Given information Block Start
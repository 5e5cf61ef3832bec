// src/session/controller.rs

use std::{collections::BTreeMap, sync::Arc};

use chrono::{DateTime, Utc};
use serde::{Deserialize, Serialize};
use validator::Validate;

use crate::{
    config::QUIZ_CODE_LEN,
    models::{
        participant::Participant,
        quiz::{PublicQuestion, Quiz},
        submission::{AttemptSummary, Score, SubmitTrigger},
    },
    session::{
        countdown::Countdown, error::SessionError, events::SessionObserver,
        scoring::calculate_score,
    },
    store::QuizStore,
};

/// Lifecycle of one participant's attempt.
#[derive(Debug, Clone, Copy, PartialEq, Eq, Serialize, Deserialize)]
#[serde(rename_all = "snake_case")]
pub enum SessionState {
    Idle,
    Loading,
    Active,
    Submitting,
    Completed,
}

/// Result of a `submit` call.
#[derive(Debug, Clone)]
pub struct SubmitOutcome {
    pub score: Score,
    /// Present only for the call that actually completed the attempt.
    /// Repeat calls after `Completed` get `None` and must not persist again.
    pub summary: Option<AttemptSummary>,
}

impl SubmitOutcome {
    pub fn is_first(&self) -> bool {
        self.summary.is_some()
    }
}

/// Result of one countdown tick.
#[derive(Debug, Clone)]
pub enum TickOutcome {
    Running { remaining_secs: u32 },
    /// Remaining time hit zero and the attempt was auto-submitted.
    Expired(SubmitOutcome),
    /// Session was not active. Nothing happened.
    Inactive,
}

/// Read-only view handed to the presentation layer.
#[derive(Debug, Clone, Serialize)]
pub struct SessionSnapshot {
    pub state: SessionState,
    pub quiz_code: Option<String>,
    pub quiz_title: Option<String>,
    pub participant: Option<Participant>,
    pub question: Option<PublicQuestion>,
    pub cursor: usize,
    pub question_count: usize,
    pub remaining_secs: u32,
    pub tab_switches: u32,
    pub answers: BTreeMap<usize, usize>,
    pub score: Option<Score>,
    pub trigger: Option<SubmitTrigger>,
}

struct Completion {
    score: Score,
    trigger: SubmitTrigger,
}

struct Attempt {
    quiz: Quiz,
    participant: Participant,
    answers: BTreeMap<usize, usize>,
    cursor: usize,
    remaining_secs: u32,
    tab_switches: u32,
    started_at: DateTime<Utc>,
    forced_submit_requested: bool,
    completion: Option<Completion>,
}

/// Owns the lifecycle of a single quiz attempt.
///
/// `Idle -> Loading -> Active -> Submitting -> Completed`, with
/// `Loading -> Idle` when the quiz cannot be loaded and `reset` returning
/// to `Idle`. All mutation goes through `&mut self`, so callers that share a
/// session across tasks must serialize access (see `services::live`).
pub struct QuizSession {
    state: SessionState,
    attempt: Option<Attempt>,
    countdown: Option<Box<dyn Countdown>>,
    observer: Arc<dyn SessionObserver>,
}

impl QuizSession {
    pub fn new(observer: Arc<dyn SessionObserver>) -> Self {
        Self {
            state: SessionState::Idle,
            attempt: None,
            countdown: None,
            observer,
        }
    }

    pub fn state(&self) -> SessionState {
        self.state
    }

    pub fn is_active(&self) -> bool {
        self.state == SessionState::Active
    }

    pub fn remaining_secs(&self) -> u32 {
        self.attempt.as_ref().map_or(0, |a| a.remaining_secs)
    }

    pub fn tab_switches(&self) -> u32 {
        self.attempt.as_ref().map_or(0, |a| a.tab_switches)
    }

    pub fn cursor(&self) -> usize {
        self.attempt.as_ref().map_or(0, |a| a.cursor)
    }

    pub fn score(&self) -> Option<Score> {
        self.attempt
            .as_ref()
            .and_then(|a| a.completion.as_ref())
            .map(|c| c.score)
    }

    pub fn forced_submit_requested(&self) -> bool {
        self.attempt
            .as_ref()
            .is_some_and(|a| a.forced_submit_requested)
    }

    /// Resolves the quiz by code and starts the attempt.
    ///
    /// Validation failures leave the session `Idle` without ever entering
    /// `Loading`. Lookup failures roll back from `Loading` to `Idle`.
    pub async fn join(
        &mut self,
        store: &dyn QuizStore,
        code: &str,
        participant: &Participant,
        now: DateTime<Utc>,
    ) -> Result<Vec<PublicQuestion>, SessionError> {
        if self.state != SessionState::Idle {
            return Err(SessionError::NotActive(self.state));
        }

        let code = code.trim();
        if code.chars().count() != QUIZ_CODE_LEN {
            return Err(SessionError::invalid(format!(
                "Quiz code must be exactly {} characters.",
                QUIZ_CODE_LEN
            )));
        }

        let participant = participant.trimmed();
        if let Err(validation_errors) = participant.validate() {
            return Err(SessionError::invalid(validation_errors.to_string()));
        }

        self.transition(SessionState::Loading);

        let quiz = match store.find_quiz_by_code(code).await {
            Ok(Some(quiz)) if quiz.is_active => quiz,
            Ok(_) => {
                self.transition(SessionState::Idle);
                return Err(SessionError::NotFound(code.to_string()));
            }
            Err(e) => {
                tracing::error!("Failed to load quiz {}: {:?}", code, e);
                self.transition(SessionState::Idle);
                return Err(SessionError::Unavailable(e.to_string()));
            }
        };

        if quiz.questions.is_empty() {
            self.transition(SessionState::Idle);
            return Err(SessionError::invalid("Quiz has no questions."));
        }

        // A deadline that has already passed closes the quiz.
        let remaining_secs = initial_remaining_secs(&quiz, now);
        if remaining_secs == 0 {
            tracing::info!("Quiz {} is past its deadline", quiz.code);
            self.transition(SessionState::Idle);
            return Err(SessionError::NotFound(code.to_string()));
        }

        let questions = quiz.public_questions();

        tracing::info!(
            "Participant '{}' joined quiz {} ({} questions, {}s)",
            participant.name,
            quiz.code,
            questions.len(),
            remaining_secs
        );

        self.attempt = Some(Attempt {
            quiz,
            participant,
            answers: BTreeMap::new(),
            cursor: 0,
            remaining_secs,
            tab_switches: 0,
            started_at: now,
            forced_submit_requested: false,
            completion: None,
        });
        self.transition(SessionState::Active);

        Ok(questions)
    }

    /// Hands the controller the handle of the running countdown.
    /// If the attempt is no longer active the countdown is cancelled at once.
    pub fn attach_countdown(&mut self, mut countdown: Box<dyn Countdown>) {
        if self.state != SessionState::Active {
            countdown.cancel();
            return;
        }
        self.cancel_countdown();
        self.countdown = Some(countdown);
    }

    /// Records (or overwrites) the answer for one question.
    pub fn select_answer(
        &mut self,
        question_index: usize,
        option_index: usize,
    ) -> Result<(), SessionError> {
        let attempt = self.active_attempt_mut()?;

        let question = attempt.quiz.questions.get(question_index).ok_or_else(|| {
            SessionError::invalid(format!("Question {} does not exist.", question_index))
        })?;

        if option_index >= question.options.len() {
            return Err(SessionError::invalid(format!(
                "Option {} does not exist for question {}.",
                option_index, question_index
            )));
        }

        attempt.answers.insert(question_index, option_index);
        Ok(())
    }

    /// Moves the cursor by `delta`, clamped to the question range.
    pub fn navigate(&mut self, delta: i64) -> Result<usize, SessionError> {
        let attempt = self.active_attempt_mut()?;
        let last = attempt.quiz.question_count().saturating_sub(1) as i64;

        attempt.cursor = (attempt.cursor as i64).saturating_add(delta).clamp(0, last) as usize;
        Ok(attempt.cursor)
    }

    /// Jumps straight to a question, e.g. from a question palette.
    pub fn jump_to(&mut self, index: usize) -> Result<usize, SessionError> {
        let attempt = self.active_attempt_mut()?;

        if index >= attempt.quiz.question_count() {
            return Err(SessionError::invalid(format!(
                "Question {} does not exist.",
                index
            )));
        }

        attempt.cursor = index;
        Ok(index)
    }

    /// One second of countdown. Auto-submits exactly once at zero.
    pub fn tick(&mut self) -> TickOutcome {
        let Ok(attempt) = self.active_attempt_mut() else {
            return TickOutcome::Inactive;
        };

        attempt.remaining_secs = attempt.remaining_secs.saturating_sub(1);
        if attempt.remaining_secs > 0 {
            return TickOutcome::Running {
                remaining_secs: attempt.remaining_secs,
            };
        }

        tracing::info!("Time is up for quiz {}", attempt.quiz.code);
        self.observer.on_forced_submit(SubmitTrigger::Timer);

        match self.submit(SubmitTrigger::Timer) {
            Ok(outcome) => TickOutcome::Expired(outcome),
            Err(_) => TickOutcome::Inactive,
        }
    }

    /// Freezes the attempt and scores it.
    ///
    /// A user submit must already have passed the confirmation gate.
    /// Calling again after `Completed` returns the same score without a summary.
    pub fn submit(&mut self, trigger: SubmitTrigger) -> Result<SubmitOutcome, SessionError> {
        match self.state {
            SessionState::Active => {}
            SessionState::Completed => {
                let score = self.score().ok_or(SessionError::NotActive(self.state))?;
                return Ok(SubmitOutcome {
                    score,
                    summary: None,
                });
            }
            other => return Err(SessionError::NotActive(other)),
        }

        self.transition(SessionState::Submitting);
        self.cancel_countdown();

        let attempt = self
            .attempt
            .as_mut()
            .ok_or(SessionError::NotActive(SessionState::Submitting))?;

        let score = calculate_score(&attempt.answers, &attempt.quiz.questions);
        attempt.completion = Some(Completion { score, trigger });

        let summary = AttemptSummary {
            quiz_code: attempt.quiz.code.clone(),
            participant: attempt.participant.clone(),
            score,
            answers: attempt.answers.clone(),
            tab_switches: attempt.tab_switches,
            trigger,
            started_at: attempt.started_at,
            submitted_at: Utc::now(),
        };

        tracing::info!(
            "Quiz {} submitted by '{}' ({}): {}/{} ({}%)",
            summary.quiz_code,
            summary.participant.name,
            trigger.as_str(),
            score.correct,
            score.total,
            score.percentage
        );

        self.transition(SessionState::Completed);

        Ok(SubmitOutcome {
            score,
            summary: Some(summary),
        })
    }

    /// Counts one visibility loss. Returns the new total, or `None` when inactive.
    pub fn record_tab_switch(&mut self) -> Option<u32> {
        let attempt = self.active_attempt_mut().ok()?;
        attempt.tab_switches += 1;
        Some(attempt.tab_switches)
    }

    /// Forwards a warning to the presentation layer.
    pub fn raise_warning(&self, message: &str) {
        self.observer.on_warning(message);
    }

    /// Marks a forced submit as pending.
    ///
    /// Returns `true` only for the first request of an active attempt; the
    /// caller is then responsible for calling `submit` after its grace delay.
    pub fn request_forced_submit(&mut self, trigger: SubmitTrigger) -> bool {
        let Ok(attempt) = self.active_attempt_mut() else {
            return false;
        };
        if attempt.forced_submit_requested {
            return false;
        }
        attempt.forced_submit_requested = true;
        self.observer.on_forced_submit(trigger);
        true
    }

    /// Drops the attempt and returns to `Idle`.
    pub fn reset(&mut self) {
        self.cancel_countdown();
        self.attempt = None;
        if self.state != SessionState::Idle {
            self.transition(SessionState::Idle);
        }
    }

    pub fn snapshot(&self) -> SessionSnapshot {
        let Some(attempt) = self.attempt.as_ref() else {
            return SessionSnapshot {
                state: self.state,
                quiz_code: None,
                quiz_title: None,
                participant: None,
                question: None,
                cursor: 0,
                question_count: 0,
                remaining_secs: 0,
                tab_switches: 0,
                answers: BTreeMap::new(),
                score: None,
                trigger: None,
            };
        };

        SessionSnapshot {
            state: self.state,
            quiz_code: Some(attempt.quiz.code.clone()),
            quiz_title: Some(attempt.quiz.title.clone()),
            participant: Some(attempt.participant.clone()),
            question: attempt
                .quiz
                .questions
                .get(attempt.cursor)
                .map(|q| PublicQuestion::from_question(attempt.cursor, q)),
            cursor: attempt.cursor,
            question_count: attempt.quiz.question_count(),
            remaining_secs: attempt.remaining_secs,
            tab_switches: attempt.tab_switches,
            answers: attempt.answers.clone(),
            score: attempt.completion.as_ref().map(|c| c.score),
            trigger: attempt.completion.as_ref().map(|c| c.trigger),
        }
    }

    fn active_attempt_mut(&mut self) -> Result<&mut Attempt, SessionError> {
        if self.state != SessionState::Active {
            return Err(SessionError::NotActive(self.state));
        }
        self.attempt
            .as_mut()
            .ok_or(SessionError::NotActive(self.state))
    }

    fn cancel_countdown(&mut self) {
        if let Some(mut countdown) = self.countdown.take() {
            countdown.cancel();
        }
    }

    fn transition(&mut self, to: SessionState) {
        let from = self.state;
        self.state = to;
        self.observer.on_state_change(from, to);
    }
}

impl Drop for QuizSession {
    fn drop(&mut self) {
        self.cancel_countdown();
    }
}

fn initial_remaining_secs(quiz: &Quiz, now: DateTime<Utc>) -> u32 {
    match quiz.ends_at {
        Some(deadline) => (deadline - now)
            .num_seconds()
            .clamp(0, i64::from(u32::MAX)) as u32,
        None => quiz.time_limit_secs.max(0) as u32,
    }
}
// tests/common/mod.rs
#![allow(dead_code)]

use std::{net::SocketAddr, sync::Arc, time::Duration};

use quizroom::{config::Config, routes, state::AppState, store::MemoryStore};
use serde_json::{Value, json};

pub fn test_config() -> Config {
    Config {
        database_url: None,
        jwt_secret: "test_secret_for_integration_tests".to_string(),
        jwt_expiration: 600, // 10 minutes for tests
        rust_log: "error".to_string(),
        bind_addr: SocketAddr::from(([127, 0, 0, 1], 0)),
        tab_switch_limit: 3,
        forced_submit_grace_secs: 0,
        session_retention_secs: 600,
        creator_username: None,
        creator_password: None,
    }
}

/// Spawns the app on a random port, backed by a fresh in-memory store.
/// Returns the base URL (e.g., "http://127.0.0.1:12345").
pub async fn spawn_app() -> String {
    spawn_app_with(test_config()).await
}

/// Like `spawn_app`, with custom settings and a fast session sweep.
pub async fn spawn_app_with(config: Config) -> String {
    let state = AppState::new(Arc::new(MemoryStore::new()), config);
    state.sessions.spawn_reaper(Duration::from_millis(50));
    let app = routes::create_router(state);

    let listener = tokio::net::TcpListener::bind("127.0.0.1:0")
        .await
        .expect("Failed to bind random port");

    let port = listener.local_addr().unwrap().port();
    let address = format!("http://127.0.0.1:{}", port);

    tokio::spawn(async move {
        axum::serve(listener, app).await.unwrap();
    });

    address
}

/// Registers a creator with a unique name and returns its bearer token.
pub async fn creator_token(client: &reqwest::Client, address: &str) -> String {
    let username = format!("u_{}", &uuid::Uuid::new_v4().to_string()[..8]);
    let password = "password123";

    let register = client
        .post(format!("{}/api/auth/register", address))
        .json(&json!({ "username": username, "password": password }))
        .send()
        .await
        .expect("Register failed");
    assert_eq!(register.status().as_u16(), 201);

    let login: Value = client
        .post(format!("{}/api/auth/login", address))
        .json(&json!({ "username": username, "password": password }))
        .send()
        .await
        .expect("Login failed")
        .json()
        .await
        .expect("Failed to parse login json");

    login["token"].as_str().expect("Token not found").to_string()
}

/// Three questions; the correct option is always index 1.
pub fn quiz_draft(time_limit_secs: i32) -> Value {
    json!({
        "title": "Rust basics",
        "description": "<p>Warm-up</p>",
        "time_limit_secs": time_limit_secs,
        "questions": [
            { "text": "Ownership moves on?", "options": ["copy", "assignment"], "correct_option": 1 },
            { "text": "Borrow checker runs at?", "options": ["runtime", "compile time", "link time"], "correct_option": 1 },
            { "text": "Default integer type?", "options": ["u32", "i32"], "correct_option": 1 }
        ]
    })
}

/// Creates a quiz as the given creator and returns its join code.
pub async fn create_quiz(
    client: &reqwest::Client,
    address: &str,
    token: &str,
    draft: &Value,
) -> String {
    let response = client
        .post(format!("{}/api/quizzes", address))
        .bearer_auth(token)
        .json(draft)
        .send()
        .await
        .expect("Create quiz failed");
    assert_eq!(response.status().as_u16(), 201);

    let body: Value = response.json().await.unwrap();
    body["code"].as_str().expect("Code not found").to_string()
}

/// Joins a quiz and returns the session id.
pub async fn join(client: &reqwest::Client, address: &str, code: &str, name: &str) -> String {
    let response = client
        .post(format!("{}/api/sessions", address))
        .json(&json!({
            "code": code,
            "participant": { "name": name, "roll_number": "CS-01", "branch": "CSE" }
        }))
        .send()
        .await
        .expect("Join failed");
    assert_eq!(response.status().as_u16(), 201);

    let body: Value = response.json().await.unwrap();
    body["session_id"].as_str().expect("Session id not found").to_string()
}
Given information Block End
Task objective
Look through the listing above and copy each line where the string "Duration" occurs.

Written reply
use std::{net::SocketAddr, sync::Arc, time::Duration};
    state.sessions.spawn_reaper(Duration::from_millis(50));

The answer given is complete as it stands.